No, they are not. Specially when you have to find the one drive that will read your tapes , connect to your computer, and many other constraints that a user will have.

adrian_b|15 days ago

The connection to a computer does not have any special challenges, except that the computer must be a desktop with a free PCIe slot.

Unless you have a server motherboard with an on-board SAS controller, you need to buy a SAS HBA card, put it in your desktop and also buy a compatible SAS cable, in order to connect an LTO tape drive to the computer.

New tape drives are extremely expensive, e.g. $4500 for the last generation of LTO-9 tapes (18 TB/cartridge), but if you store at least a few hundred TB of data you recover the cost of the drive from the cost difference between HDDs and tape cartridges.

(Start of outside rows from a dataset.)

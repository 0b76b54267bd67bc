//! Business services behind the HTTP handlers.

pub mod artifacts;
pub mod audit;
pub mod customs;
pub mod documents;
pub mod financial;
pub mod manifests;
pub mod orm;
pub mod payload;
pub mod recipients;
pub mod references;
pub mod shipment_form;
pub mod shipment_store;
pub mod shipments;
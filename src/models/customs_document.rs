use chrono::{DateTime, Utc};
use rust_decimal::Decimal;
use sea_orm::entity::prelude::*;
use serde::{Deserialize, Serialize};
use std::fmt;

#[derive(Debug, Clone, Copy, PartialEq, Eq, Serialize, Deserialize, EnumIter, DeriveActiveEnum)]
#[sea_orm(rs_type = "String", db_type = "Text")]
#[serde(rename_all = "snake_case")]
pub enum CustomsStatus {
    #[sea_orm(string_value = "pending")]
    Pending,
    #[sea_orm(string_value = "generated")]
    Generated,
    #[sea_orm(string_value = "error")]
    Error,
}

impl fmt::Display for CustomsStatus {
    fn fmt(&self, f: &mut fmt::Formatter<'_>) -> fmt::Result {
        f.write_str(match self {
            CustomsStatus::Pending => "pending",
            CustomsStatus::Generated => "generated",
            CustomsStatus::Error => "error",
        })
    }
}

/// Commercial invoice + customs declaration for one shipment.
#[derive(Clone, Debug, PartialEq, DeriveEntityModel, Serialize, Deserialize)]
#[sea_orm(table_name = "brt_customs_documents")]
pub struct Model {
    #[sea_orm(primary_key)]
    pub id: i32,
    #[sea_orm(unique)]
    pub shipment_id: i32,
    pub status: CustomsStatus,
    pub category: String,
    pub goods_description: String,
    pub goods_value: Decimal,
    pub goods_currency: String,
    pub goods_origin_country: String,
    pub hs_code: Option<String>,
    pub incoterm: String,
    pub sender_vat: Option<String>,
    pub sender_eori: Option<String>,
    pub receiver_vat: Option<String>,
    pub receiver_eori: Option<String>,
    pub notes: Option<String>,
    pub invoice_path: Option<String>,
    pub declaration_path: Option<String>,
    pub generated_at: Option<DateTime<Utc>>,
    #[sea_orm(column_type = "Text", nullable)]
    pub last_error: Option<String>,
    pub created_at: DateTime<Utc>,
    pub updated_at: DateTime<Utc>,
}

#[derive(Copy, Clone, Debug, EnumIter, DeriveRelation)]
pub enum Relation {
    #[sea_orm(
        belongs_to = "super::shipment::Entity",
        from = "Column::ShipmentId",
        to = "super::shipment::Column::Id",
        on_delete = "Cascade"
    )]
    Shipment,
}

impl Related<super::shipment::Entity> for Entity {
    fn to() -> RelationDef {
        Relation::Shipment.def()
    }
}

impl ActiveModelBehavior for ActiveModel {}

impl Model {
    pub fn file_paths(&self) -> Vec<&str> {
        [self.invoice_path.as_deref(), self.declaration_path.as_deref()]
            .into_iter()
            .flatten()
            .collect()
    }
}
use chrono::{DateTime, NaiveDate, Utc};
use rust_decimal::Decimal;
use sea_orm::entity::prelude::*;
use serde::{Deserialize, Serialize};

/// Row of the shared income/expense ledger. Only the columns the shipping
/// bridge reads or writes are mapped.
#[derive(Clone, Debug, PartialEq, DeriveEntityModel, Serialize, Deserialize)]
#[sea_orm(table_name = "ledger_entries")]
pub struct Model {
    #[sea_orm(primary_key)]
    pub id: i32,
    pub reference: String,
    pub description: String,
    pub amount: Decimal,
    pub currency: String,
    pub kind: String,
    pub category: String,
    pub entry_date: NaiveDate,
    pub created_at: DateTime<Utc>,
}

#[derive(Copy, Clone, Debug, EnumIter, DeriveRelation)]
pub enum Relation {}

impl ActiveModelBehavior for ActiveModel {}
use axum::{
    extract::{Query, State},
    response::Json,
};
use serde::Deserialize;

use super::{paginate, PageQuery};
use crate::{models::log_entry, ApiResponse, ApiResult, AppState, PaginatedResponse};

#[derive(Debug, Deserialize, Default)]
pub struct LogListQuery {
    pub page: Option<u64>,
    pub limit: Option<u64>,
    /// `info`, `warning` or `error`
    pub level: Option<String>,
}

pub async fn list_logs(
    State(state): State<AppState>,
    Query(query): Query<LogListQuery>,
) -> ApiResult<PaginatedResponse<log_entry::Model>> {
    let (page, limit) = PageQuery {
        page: query.page,
        limit: query.limit,
    }
    .resolve(&state.config);
    let level = query
        .level
        .as_deref()
        .map(str::trim)
        .filter(|level| !level.is_empty());

    let (items, total) = state.services.audit.list(level, page, limit).await?;
    Ok(Json(ApiResponse::success(paginate(items, total, page, limit))))
}
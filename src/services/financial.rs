use chrono::Utc;
use rust_decimal::Decimal;
use sea_orm::{ActiveModelTrait, ColumnTrait, EntityTrait, QueryFilter, Set};
use std::sync::Arc;
use tracing::{debug, info, instrument};

use crate::config::PricingConfig;
use crate::db::DbPool;
use crate::errors::ServiceError;
use crate::models::{ledger_entry, shipment, ShipmentStatus};
use crate::services::payload::{decode_request_payload, PriceTierMatch};

const LEDGER_CURRENCY: &str = "EUR";
const MAX_REFERENCE_LEN: usize = 80;

/// First configured tier whose weight and volume limits both admit the shipment.
/// A tier without a limit on one axis accepts any value on that axis.
pub fn match_price_tier(
    weight_kg: f64,
    volume_m3: Option<f64>,
    pricing: &PricingConfig,
) -> Option<PriceTierMatch> {
    let volume = volume_m3.unwrap_or(0.0);
    pricing
        .tiers
        .iter()
        .find(|tier| {
            tier.max_weight_kg.map_or(true, |max| weight_kg <= max)
                && tier.max_volume_m3.map_or(true, |max| volume <= max)
        })
        .map(|tier| PriceTierMatch {
            label: tier.label.clone(),
            amount: tier.amount,
            currency: tier.currency.to_ascii_uppercase(),
        })
}

/// `BRT-{SENDER}-{N}` with the sender reduced to uppercase alphanumerics.
pub fn financial_reference(sender_customer_code: &str, numeric_reference: i64) -> String {
    let sender: String = sender_customer_code
        .chars()
        .filter(char::is_ascii_alphanumeric)
        .map(|c| c.to_ascii_uppercase())
        .collect();
    let reference = format!("BRT-{}-{}", sender, numeric_reference);
    reference.chars().take(MAX_REFERENCE_LEN).collect()
}

#[derive(Debug, Clone, PartialEq)]
pub enum FinancialOutcome {
    Created(i32),
    AlreadyPresent,
    /// Nothing to record, with the reason
    Skipped(&'static str),
}

/// Mirrors confirmed shipments into the shared ledger.
#[derive(Clone)]
pub struct FinancialBridge {
    db: Arc<DbPool>,
    pricing: PricingConfig,
}

impl FinancialBridge {
    pub fn new(db: Arc<DbPool>, pricing: PricingConfig) -> Self {
        Self { db, pricing }
    }

    #[instrument(skip(self))]
    pub async fn ensure_financial_entry(
        &self,
        shipment_id: i32,
        force: bool,
    ) -> Result<FinancialOutcome, ServiceError> {
        let shipment = shipment::Entity::find_by_id(shipment_id)
            .one(&*self.db)
            .await?
            .ok_or_else(|| ServiceError::not_found("Shipment", shipment_id))?;

        if !force && shipment.status != ShipmentStatus::Confirmed {
            return Ok(FinancialOutcome::Skipped("shipment not confirmed"));
        }

        let stored = decode_request_payload(shipment.request_payload.as_deref());
        let Some(tier) = stored.meta.price_tier else {
            return Ok(FinancialOutcome::Skipped("no price tier"));
        };
        if tier.amount <= Decimal::ZERO {
            return Ok(FinancialOutcome::Skipped("zero amount"));
        }
        if !tier.currency.eq_ignore_ascii_case(LEDGER_CURRENCY) {
            info!(
                shipment_id,
                currency = %tier.currency,
                "ledger entry skipped, only EUR amounts are recorded"
            );
            return Ok(FinancialOutcome::Skipped("unsupported currency"));
        }

        let reference =
            financial_reference(&shipment.sender_customer_code, shipment.numeric_reference);
        let existing = ledger_entry::Entity::find()
            .filter(ledger_entry::Column::Reference.eq(reference.as_str()))
            .one(&*self.db)
            .await?;
        if existing.is_some() {
            debug!(%reference, "ledger entry already present");
            return Ok(FinancialOutcome::AlreadyPresent);
        }

        let entry = ledger_entry::ActiveModel {
            reference: Set(reference.clone()),
            description: Set(format!(
                "BRT shipment {} to {} ({})",
                shipment.numeric_reference, shipment.consignee_name, tier.label
            )),
            amount: Set(tier.amount),
            currency: Set(LEDGER_CURRENCY.to_string()),
            kind: Set(self.pricing.ledger_kind.clone()),
            category: Set(self.pricing.ledger_category.clone()),
            entry_date: Set(shipment
                .confirmed_at
                .unwrap_or_else(Utc::now)
                .date_naive()),
            created_at: Set(Utc::now()),
            ..Default::default()
        }
        .insert(&*self.db)
        .await?;

        info!(%reference, amount = %tier.amount, "ledger entry created");
        Ok(FinancialOutcome::Created(entry.id))
    }

    /// Returns the number of rows removed.
    #[instrument(skip(self))]
    pub async fn remove_financial_entry(
        &self,
        sender_customer_code: &str,
        numeric_reference: i64,
    ) -> Result<u64, ServiceError> {
        let reference = financial_reference(sender_customer_code, numeric_reference);
        let result = ledger_entry::Entity::delete_many()
            .filter(ledger_entry::Column::Reference.eq(reference.as_str()))
            .exec(&*self.db)
            .await?;
        if result.rows_affected > 0 {
            info!(%reference, "ledger entry removed");
        }
        Ok(result.rows_affected)
    }
}
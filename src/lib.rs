//! BRT back-office library
//!
//! Shipments, pickup requests, customs paperwork, manifests and ledger entries
//! for a sender account of the BRT courier network.
#![forbid(unsafe_code)]
#![deny(rust_2018_idioms)]
#![allow(elided_lifetimes_in_paths)]
#![warn(clippy::all, clippy::perf, clippy::dbg_macro)]

// Core modules
pub mod carrier;
pub mod config;
pub mod db;
pub mod errors;
pub mod handlers;
pub mod migrator;
pub mod models;
pub mod services;
pub mod tracing;

use axum::{
    response::Json,
    routing::{delete, get, post},
    Router,
};
use chrono::Utc;
use sea_orm::DatabaseConnection;
use serde::Serialize;
use std::sync::Arc;

// App state definition
#[derive(Clone)]
pub struct AppState {
    pub db: Arc<DatabaseConnection>,
    pub config: config::AppConfig,
    pub services: handlers::AppServices,
}

impl AppState {
    pub fn shipment_service(&self) -> Arc<services::shipments::ShipmentService> {
        self.services.shipments.clone()
    }
}

// Common response wrappers
#[derive(Debug, Serialize)]
pub struct ApiResponse<T> {
    pub success: bool,
    pub data: Option<T>,
    pub message: Option<String>,
    pub errors: Option<Vec<String>>,
    #[serde(skip_serializing_if = "Option::is_none")]
    pub meta: Option<ResponseMeta>,
}

#[derive(Debug, Serialize)]
pub struct ResponseMeta {
    #[serde(skip_serializing_if = "Option::is_none")]
    pub request_id: Option<String>,
    pub timestamp: String,
}

impl ResponseMeta {
    fn capture() -> Self {
        Self {
            request_id: crate::tracing::current_request_id().map(|rid| rid.as_str().to_string()),
            timestamp: Utc::now().to_rfc3339(),
        }
    }
}

#[derive(Debug, Serialize)]
pub struct PaginatedResponse<T> {
    pub items: Vec<T>,
    pub total: u64,
    pub page: u64,
    pub limit: u64,
    pub total_pages: u64,
}

impl<T> ApiResponse<T> {
    pub fn success(data: T) -> Self {
        Self {
            success: true,
            data: Some(data),
            message: None,
            errors: None,
            meta: Some(ResponseMeta::capture()),
        }
    }

    pub fn error(message: String) -> Self {
        Self {
            success: false,
            data: None,
            message: Some(message),
            errors: None,
            meta: Some(ResponseMeta::capture()),
        }
    }

    pub fn validation_errors(errors: Vec<String>) -> Self {
        Self {
            success: false,
            data: None,
            message: Some("Validation failed".to_string()),
            errors: Some(errors),
            meta: Some(ResponseMeta::capture()),
        }
    }
}


/// Standard API result type for JSON responses
pub type ApiResult<T> = Result<Json<ApiResponse<T>>, errors::ServiceError>;

/// Routes mounted under `/api/v1/brt`.
pub fn api_v1_routes() -> Router<AppState> {
    use handlers::{logs, maintenance, manifests, orm, pudo, recipients, shipments};

    let shipment_routes = Router::new()
        .route(
            "/shipments",
            get(shipments::list_shipments).post(shipments::create_shipment),
        )
        .route("/shipments/next-reference", get(shipments::next_reference))
        .route("/shipments/routing-quote", post(shipments::routing_quote))
        .route(
            "/shipments/:id",
            get(shipments::get_shipment)
                .put(shipments::update_shipment)
                .delete(shipments::delete_shipment),
        )
        .route("/shipments/:id/confirm", post(shipments::confirm_shipment))
        .route("/shipments/:id/cancel", post(shipments::cancel_shipment))
        .route("/shipments/:id/tracking", post(shipments::refresh_tracking))
        .route("/shipments/:id/reprint", post(shipments::reprint_label))
        .route("/shipments/:id/label", get(shipments::download_label));

    let manifest_routes = Router::new()
        .route(
            "/manifests",
            get(manifests::list_manifests).post(manifests::generate_manifest),
        )
        .route("/manifests/:id", get(manifests::get_manifest))
        .route("/manifests/:id/document", get(manifests::download_manifest));

    let orm_routes = Router::new()
        .route(
            "/orm",
            get(orm::list_orm_requests).post(orm::create_orm_request),
        )
        .route(
            "/orm/:id",
            get(orm::get_orm_request).put(orm::update_orm_request),
        )
        .route("/orm/:id/cancel", post(orm::cancel_orm_request))
        .route("/orm/:id/sync", post(orm::sync_orm_request));

    let misc_routes = Router::new()
        .route(
            "/recipients",
            get(recipients::list_recipients).post(recipients::upsert_recipient),
        )
        .route("/recipients/:id", delete(recipients::delete_recipient))
        .route("/pudo", get(pudo::search_pudo))
        .route("/logs", get(logs::list_logs))
        .route("/maintenance/cleanup", post(maintenance::cleanup_artifacts));

    Router::new()
        .merge(shipment_routes)
        .merge(manifest_routes)
        .merge(orm_routes)
        .merge(misc_routes)
}

/// Full application router with health probes and request middleware.
/// CORS is left to the binary.
pub fn app_router(state: AppState) -> Router {
    Router::new()
        .route("/", get(|| async { "brt-backoffice up" }))
        .merge(handlers::health::health_routes())
        .nest("/api/v1/brt", api_v1_routes())
        .layer(crate::tracing::configure_http_tracing())
        .layer(axum::middleware::from_fn(
            crate::tracing::request_logging_middleware,
        ))
        .layer(axum::middleware::from_fn(
            crate::tracing::request_id_middleware,
        ))
        .with_state(state)
}

pub mod prelude {
    pub use crate::carrier::{CarrierError, Carriers};
    pub use crate::config::AppConfig;
    pub use crate::errors::*;
    pub use crate::services::*;
    pub use crate::{ApiResponse, ApiResult, AppState, PaginatedResponse};
}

I have an older LTO-7 (6 TB/cartridge) tabletop drive, which has cost me $3000 about 7 or 8 years ago (new), and there are several years since I have recovered its cost.

If you do not intend to store more than 100 TB, the cheapest solution is to buy external HDDs, but for long term storage you must plan to migrate the data periodically, as the lifetime of HDDs is hard to predict and unlikely to be much greater than 5 years.

buckle8017|14 days ago

I was genuinely confused by your comment so I went looking on ebay.